▸ **Task description**
If a line in the records contains the word "scaled", count it; state the resulting number and nothing more.
[Data records]
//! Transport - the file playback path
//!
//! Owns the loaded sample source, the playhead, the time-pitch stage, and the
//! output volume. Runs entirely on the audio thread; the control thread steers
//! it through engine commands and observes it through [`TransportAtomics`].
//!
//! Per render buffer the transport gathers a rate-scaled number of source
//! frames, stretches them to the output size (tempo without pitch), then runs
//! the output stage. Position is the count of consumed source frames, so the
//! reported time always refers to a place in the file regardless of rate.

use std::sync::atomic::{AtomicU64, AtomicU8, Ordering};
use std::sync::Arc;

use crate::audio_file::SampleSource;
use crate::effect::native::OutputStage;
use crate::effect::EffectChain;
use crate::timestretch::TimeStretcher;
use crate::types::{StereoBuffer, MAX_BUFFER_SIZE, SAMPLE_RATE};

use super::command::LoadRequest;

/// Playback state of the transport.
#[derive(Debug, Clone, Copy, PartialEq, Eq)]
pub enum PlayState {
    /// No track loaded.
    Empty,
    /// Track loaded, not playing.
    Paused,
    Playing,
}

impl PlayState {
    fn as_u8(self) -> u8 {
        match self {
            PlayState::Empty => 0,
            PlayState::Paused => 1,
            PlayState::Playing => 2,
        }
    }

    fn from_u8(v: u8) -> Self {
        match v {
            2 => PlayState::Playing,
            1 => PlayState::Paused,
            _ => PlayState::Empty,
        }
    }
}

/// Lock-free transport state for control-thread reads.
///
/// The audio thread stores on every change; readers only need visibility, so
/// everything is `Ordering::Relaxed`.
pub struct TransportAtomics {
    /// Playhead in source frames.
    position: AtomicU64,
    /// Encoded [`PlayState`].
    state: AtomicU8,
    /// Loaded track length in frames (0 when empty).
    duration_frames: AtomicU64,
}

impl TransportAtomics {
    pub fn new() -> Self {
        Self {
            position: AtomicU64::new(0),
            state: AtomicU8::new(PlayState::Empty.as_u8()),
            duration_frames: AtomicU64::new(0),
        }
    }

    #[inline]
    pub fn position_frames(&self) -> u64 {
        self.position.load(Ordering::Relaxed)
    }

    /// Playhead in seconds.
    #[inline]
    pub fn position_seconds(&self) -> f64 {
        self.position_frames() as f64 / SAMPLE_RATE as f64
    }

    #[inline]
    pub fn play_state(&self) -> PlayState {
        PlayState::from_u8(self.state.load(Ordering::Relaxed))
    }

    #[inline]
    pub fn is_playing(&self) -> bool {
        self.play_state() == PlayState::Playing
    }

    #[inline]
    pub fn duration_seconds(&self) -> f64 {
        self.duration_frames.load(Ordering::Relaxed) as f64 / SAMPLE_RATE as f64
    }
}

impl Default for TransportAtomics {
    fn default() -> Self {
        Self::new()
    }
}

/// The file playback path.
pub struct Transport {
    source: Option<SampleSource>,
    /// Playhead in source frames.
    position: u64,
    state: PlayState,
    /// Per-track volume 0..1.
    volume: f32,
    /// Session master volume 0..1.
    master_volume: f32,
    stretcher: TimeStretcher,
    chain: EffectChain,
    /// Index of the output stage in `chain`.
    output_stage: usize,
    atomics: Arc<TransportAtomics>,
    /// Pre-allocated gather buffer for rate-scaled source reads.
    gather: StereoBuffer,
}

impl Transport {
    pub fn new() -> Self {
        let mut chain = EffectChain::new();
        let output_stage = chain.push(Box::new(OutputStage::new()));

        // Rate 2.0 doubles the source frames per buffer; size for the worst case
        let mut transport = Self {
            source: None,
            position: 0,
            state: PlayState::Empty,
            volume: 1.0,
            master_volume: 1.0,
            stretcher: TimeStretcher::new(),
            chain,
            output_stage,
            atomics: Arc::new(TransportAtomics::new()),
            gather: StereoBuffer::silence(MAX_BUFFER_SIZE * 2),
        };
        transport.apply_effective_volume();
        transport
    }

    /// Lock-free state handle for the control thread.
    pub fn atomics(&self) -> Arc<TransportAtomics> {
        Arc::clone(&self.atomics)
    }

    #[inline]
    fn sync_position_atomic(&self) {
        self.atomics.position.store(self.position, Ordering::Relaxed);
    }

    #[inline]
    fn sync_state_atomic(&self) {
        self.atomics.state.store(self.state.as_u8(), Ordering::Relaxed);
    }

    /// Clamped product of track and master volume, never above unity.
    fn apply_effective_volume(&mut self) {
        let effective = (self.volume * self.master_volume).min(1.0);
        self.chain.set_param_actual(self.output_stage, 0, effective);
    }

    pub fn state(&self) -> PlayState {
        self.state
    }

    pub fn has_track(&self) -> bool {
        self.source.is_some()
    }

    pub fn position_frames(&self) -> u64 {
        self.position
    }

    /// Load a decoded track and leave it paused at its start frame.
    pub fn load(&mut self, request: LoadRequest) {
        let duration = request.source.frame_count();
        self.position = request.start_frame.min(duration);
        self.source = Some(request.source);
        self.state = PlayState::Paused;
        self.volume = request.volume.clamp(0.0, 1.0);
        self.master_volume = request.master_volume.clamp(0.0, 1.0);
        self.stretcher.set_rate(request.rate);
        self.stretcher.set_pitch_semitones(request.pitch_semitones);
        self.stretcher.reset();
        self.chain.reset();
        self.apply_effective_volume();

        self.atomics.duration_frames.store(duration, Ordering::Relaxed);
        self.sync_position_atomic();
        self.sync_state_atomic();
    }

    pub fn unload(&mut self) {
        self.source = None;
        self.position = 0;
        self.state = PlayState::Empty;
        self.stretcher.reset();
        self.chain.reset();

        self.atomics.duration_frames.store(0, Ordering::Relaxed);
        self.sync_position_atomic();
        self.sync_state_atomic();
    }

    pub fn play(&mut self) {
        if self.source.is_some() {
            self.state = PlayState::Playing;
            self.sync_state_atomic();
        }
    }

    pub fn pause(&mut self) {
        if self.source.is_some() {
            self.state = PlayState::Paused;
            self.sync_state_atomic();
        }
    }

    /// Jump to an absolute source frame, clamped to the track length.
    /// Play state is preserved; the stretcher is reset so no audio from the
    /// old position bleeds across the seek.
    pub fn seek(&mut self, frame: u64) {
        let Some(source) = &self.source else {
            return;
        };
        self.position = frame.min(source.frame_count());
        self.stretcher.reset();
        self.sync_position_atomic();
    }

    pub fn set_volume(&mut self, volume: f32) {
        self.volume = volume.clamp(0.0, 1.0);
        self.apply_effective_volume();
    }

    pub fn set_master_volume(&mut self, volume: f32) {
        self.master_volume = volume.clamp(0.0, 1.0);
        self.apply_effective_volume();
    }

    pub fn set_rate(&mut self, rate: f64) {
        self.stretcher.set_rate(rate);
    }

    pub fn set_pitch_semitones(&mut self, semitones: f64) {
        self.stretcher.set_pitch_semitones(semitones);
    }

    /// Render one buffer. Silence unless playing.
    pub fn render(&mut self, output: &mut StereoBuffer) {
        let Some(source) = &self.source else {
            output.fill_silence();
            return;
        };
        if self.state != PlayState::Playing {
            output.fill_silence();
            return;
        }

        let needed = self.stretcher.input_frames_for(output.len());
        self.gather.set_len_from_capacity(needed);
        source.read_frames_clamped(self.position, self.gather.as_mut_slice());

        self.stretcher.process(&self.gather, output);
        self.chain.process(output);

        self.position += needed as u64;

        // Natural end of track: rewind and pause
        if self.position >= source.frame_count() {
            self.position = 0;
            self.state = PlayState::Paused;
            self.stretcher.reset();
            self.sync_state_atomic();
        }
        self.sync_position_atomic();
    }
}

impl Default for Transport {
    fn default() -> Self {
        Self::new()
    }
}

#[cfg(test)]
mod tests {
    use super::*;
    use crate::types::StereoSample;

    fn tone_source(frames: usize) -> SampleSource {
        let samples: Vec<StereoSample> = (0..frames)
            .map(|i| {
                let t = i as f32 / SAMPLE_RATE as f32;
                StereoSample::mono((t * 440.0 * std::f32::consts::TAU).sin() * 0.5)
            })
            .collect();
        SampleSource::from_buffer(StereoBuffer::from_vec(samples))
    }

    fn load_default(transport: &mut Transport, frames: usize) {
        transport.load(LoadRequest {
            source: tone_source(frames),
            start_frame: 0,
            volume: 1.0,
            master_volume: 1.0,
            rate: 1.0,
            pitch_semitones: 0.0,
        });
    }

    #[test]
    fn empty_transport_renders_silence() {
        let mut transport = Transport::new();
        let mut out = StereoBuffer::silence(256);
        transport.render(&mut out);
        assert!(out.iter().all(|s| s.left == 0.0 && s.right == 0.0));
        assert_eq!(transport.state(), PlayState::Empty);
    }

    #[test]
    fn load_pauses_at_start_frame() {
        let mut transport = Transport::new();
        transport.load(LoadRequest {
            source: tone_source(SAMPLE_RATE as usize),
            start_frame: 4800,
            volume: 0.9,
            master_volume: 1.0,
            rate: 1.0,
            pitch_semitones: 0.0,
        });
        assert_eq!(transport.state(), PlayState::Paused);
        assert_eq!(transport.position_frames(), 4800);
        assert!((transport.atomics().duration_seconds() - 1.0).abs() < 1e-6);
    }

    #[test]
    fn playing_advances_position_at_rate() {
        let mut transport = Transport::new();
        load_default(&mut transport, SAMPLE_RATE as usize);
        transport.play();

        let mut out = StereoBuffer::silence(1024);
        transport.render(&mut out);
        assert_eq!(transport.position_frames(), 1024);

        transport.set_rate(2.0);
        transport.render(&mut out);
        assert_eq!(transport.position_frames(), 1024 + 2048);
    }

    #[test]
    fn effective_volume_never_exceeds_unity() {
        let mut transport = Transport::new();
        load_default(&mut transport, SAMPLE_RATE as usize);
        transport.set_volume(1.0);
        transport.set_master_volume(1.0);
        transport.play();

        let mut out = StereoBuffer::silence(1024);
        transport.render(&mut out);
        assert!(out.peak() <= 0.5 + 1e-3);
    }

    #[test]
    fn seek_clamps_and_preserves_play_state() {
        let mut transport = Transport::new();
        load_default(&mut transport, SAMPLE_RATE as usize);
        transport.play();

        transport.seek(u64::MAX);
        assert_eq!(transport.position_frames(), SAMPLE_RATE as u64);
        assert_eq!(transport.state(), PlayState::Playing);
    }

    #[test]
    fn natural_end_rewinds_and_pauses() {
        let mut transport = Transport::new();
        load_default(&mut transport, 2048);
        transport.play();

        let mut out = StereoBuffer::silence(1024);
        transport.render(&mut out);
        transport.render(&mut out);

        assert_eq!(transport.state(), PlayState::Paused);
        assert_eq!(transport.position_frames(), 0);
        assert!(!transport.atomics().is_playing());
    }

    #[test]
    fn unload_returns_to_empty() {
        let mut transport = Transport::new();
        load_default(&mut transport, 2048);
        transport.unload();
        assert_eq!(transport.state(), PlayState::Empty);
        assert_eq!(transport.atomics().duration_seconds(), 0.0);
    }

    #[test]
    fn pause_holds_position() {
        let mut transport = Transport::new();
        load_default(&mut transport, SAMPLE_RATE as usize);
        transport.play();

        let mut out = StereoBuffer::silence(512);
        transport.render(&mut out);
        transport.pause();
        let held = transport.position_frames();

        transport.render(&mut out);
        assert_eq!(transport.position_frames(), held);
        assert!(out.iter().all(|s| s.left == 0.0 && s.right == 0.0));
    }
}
[/Data records]
▸ **Your solution**
2